It sounds like a Hollywood techno-thriller: A shadowy figure in Germany creates an unstoppable Internet worm that hides for years from the cybercops. The trouble is, this is real life. The worm, called Sober, has struck more than 30 times since its release in October 2003. Most recently, on Nov. 22, 2005--Inauguration Day for Germany's first female chancellor--Sober sent spam posing as e-mails from America's CIA and FBI, Britain's National Hi-Tech Crime Unit and the German Bundeskriminalamt. Next, authorities were girding for ferocious spam assaults to commemorate the founding of the Nazi Party on Jan. 5.
This high-stakes "hacktivism" makes great headlines, but law-enforcement officials worry that it is distracting attention from a far more worrying trend: rising Internet fraud. While hacktivists seek maximum public exposure to advance a political cause, fraud is all the more insidious because perpetrators and victims conspire to keep it hidden. This year promises to be the worst yet. Identity thieves are expected to steal more than $1 trillion. Cybercriminals are making so much money--more than the illegal drug trade last year, according to the U.S. Treasury--that they've been doing their own R&D.

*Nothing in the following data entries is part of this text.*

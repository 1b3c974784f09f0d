//! Interval helpers for containment-based deduplication.
//!
//! Repeat and palindrome discovery both follow the same rule: a longer match
//! wins over shorter matches nested inside it. The structures here keep that
//! rule in one place.

/// Inclusive interval, 1-based by convention.
#[derive(Debug, Clone, Copy, PartialEq, Eq, PartialOrd, Ord, Hash)]
pub struct Span {
    pub start: usize,
    pub end: usize,
}

impl Span {
    pub fn new(start: usize, end: usize) -> Self {
        debug_assert!(start <= end);
        Self { start, end }
    }

    pub fn len(&self) -> usize {
        self.end - self.start + 1
    }

    /// True if `other` lies entirely inside `self`.
    pub fn contains(&self, other: &Span) -> bool {
        self.start <= other.start && other.end <= self.end
    }
}

impl From<(usize, usize)> for Span {
    fn from((start, end): (usize, usize)) -> Self {
        Span::new(start, end)
    }
}

/// Checks that every span of `inner` lies inside some span of `outer`.
///
/// `outer` must be sorted by start and pairwise disjoint, which makes the only
/// candidate for each inner span the last outer span starting at or before it.
pub fn all_nested(inner: &[Span], outer: &[Span]) -> bool {
    inner.iter().all(|span| {
        let idx = outer.partition_point(|o| o.start <= span.start);
        idx > 0 && outer[idx - 1].contains(span)
    })
}

/// A set of spans in which no span is nested inside another.
///
/// Entries are kept sorted by start. Because nothing is nested, ends are
/// sorted too, so both containment directions resolve with a binary search.
#[derive(Debug, Clone)]
pub struct NestedSpans<T> {
    entries: Vec<(Span, T)>,
}

impl<T> Default for NestedSpans<T> {
    fn default() -> Self {
        Self {
            entries: Vec::new(),
        }
    }
}

impl<T> NestedSpans<T> {
    pub fn new() -> Self {
        Self::default()
    }

    pub fn len(&self) -> usize {
        self.entries.len()
    }

    pub fn is_empty(&self) -> bool {
        self.entries.is_empty()
    }

    /// Returns true if some stored span contains `span`.
    pub fn is_covered(&self, span: &Span) -> bool {
        let idx = self.entries.partition_point(|(s, _)| s.start <= span.start);
        idx > 0 && self.entries[idx - 1].0.contains(span)
    }

    /// Inserts `span` unless it is covered by a stored span.
    ///
    /// Stored spans nested inside the new one are dropped. Returns whether the
    /// span was inserted.
    pub fn insert(&mut self, span: Span, value: T) -> bool {
        if self.is_covered(&span) {
            return false;
        }
        let first = self.entries.partition_point(|(s, _)| s.start < span.start);
        let last = first
            + self.entries[first..]
                .iter()
                .take_while(|(s, _)| s.end <= span.end)
                .count();
        self.entries.splice(first..last, std::iter::once((span, value)));
        true
    }

    /// Consumes the set, yielding values in start order.
    pub fn into_values(self) -> impl Iterator<Item = T> {
        self.entries.into_iter().map(|(_, v)| v)
    }

    pub fn iter(&self) -> impl Iterator<Item = (&Span, &T)> {
        self.entries.iter().map(|(s, v)| (s, v))
    }
}

#[cfg(test)]
mod tests {
    use super::*;

    fn spans(pairs: &[(usize, usize)]) -> Vec<Span> {
        pairs.iter().map(|&p| Span::from(p)).collect()
    }

    #[test]
    fn test_span_contains() {
        let outer = Span::new(3, 10);
        assert!(outer.contains(&Span::new(3, 10)));
        assert!(outer.contains(&Span::new(4, 9)));
        assert!(!outer.contains(&Span::new(2, 5)));
        assert!(!outer.contains(&Span::new(9, 11)));
        assert_eq!(outer.len(), 8);
    }

    #[test]
    fn test_all_nested() {
        let outer = spans(&[(1, 10), (21, 30)]);
        assert!(all_nested(&spans(&[(1, 4), (25, 30)]), &outer));
        assert!(!all_nested(&spans(&[(1, 4), (11, 14)]), &outer));
        assert!(!all_nested(&spans(&[(8, 12)]), &outer));
        assert!(all_nested(&[], &outer));
        assert!(!all_nested(&spans(&[(1, 2)]), &[]));
    }

    #[test]
    fn test_insert_rejects_nested() {
        let mut set = NestedSpans::new();
        assert!(set.insert(Span::new(1, 10), "long"));
        assert!(!set.insert(Span::new(2, 7), "inner"));
        assert!(!set.insert(Span::new(1, 10), "same"));
        assert_eq!(set.len(), 1);
    }

    #[test]
    fn test_insert_removes_nested() {
        let mut set = NestedSpans::new();
        set.insert(Span::new(2, 7), "a");
        set.insert(Span::new(5, 10), "b");
        set.insert(Span::new(20, 25), "c");
        assert!(set.insert(Span::new(1, 12), "wide"));
        let values: Vec<_> = set.into_values().collect();
        assert_eq!(values, vec!["wide", "c"]);
    }

    #[test]
    fn test_overlapping_spans_coexist() {
        let mut set = NestedSpans::new();
        assert!(set.insert(Span::new(1, 6), 1));
        assert!(set.insert(Span::new(4, 9), 2));
        assert!(set.insert(Span::new(2, 8), 3));
        let starts: Vec<_> = set.iter().map(|(s, _)| s.start).collect();
        assert_eq!(starts, vec![1, 2, 4]);
    }
}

That research is already bearing fruit. Experts worry that direct theft of data (as opposed to phishing, in which customers are tricked into giving away data) is on the rise. Identity thieves are now able to target specific attacks against specific people or companies, and they can select their targets based on factors like net worth. The pre-Christmas attack on credit-card users at Sam's Club stores in the United States is an example of what lies ahead, says George Waller of the cybersecurity firm StrikeForce Technologies. Several hundred customers who bought gas as the stores had their credit-card data stolen (Sam's Club isn't saying how). "The days of mass worms and things like phishing scams are largely over," says Joe Payne, vice president of the Virginia-based Verisign iDefense, which tracks cybercrime.
In addition to merchants, midsize banks are another likely spot for criminal attacks. While last year the biggest banks threw plenty of resources into improving online security in response to a rash of embarrassing identity thefts, small banks are still vulnerable to everything from keyloggers to worms and botnets. Indeed, $24 billion in bank deposits are at risk each day in the United States alone.
Another innovation among fraudsters is to target kids. Waller warns that keyloggers, an advanced form of spyware, are making their way onto the MP3 files that Junior happily downloads to the family PC. These tiny programs track every keystroke the user makes, allowing fraudsters to monitor and record online transactions.
And then there's China, where Internet penetration is expected to top 10 percent in 2006. Because China's PCs don't generally run licensed versions of Microsoft's Windows, they're not eligible for the security patches Microsoft makes available to its legitimate users. Hackers have already taken control of the PCs of thousands of unsuspecting Chinese and used them as a platform from which to launch spam attacks. These so-called botnets are routinely bought, sold and swapped in Internet chat rooms.
The news isn't all bad. Prices for identity authentication systems using biometric data are falling, and public resistance to them is diminishing. Expect to see them rolled out in the second half of the year in big banks, and later in smaller outfits. Until then, keep your firewalls up and your fingers crossed.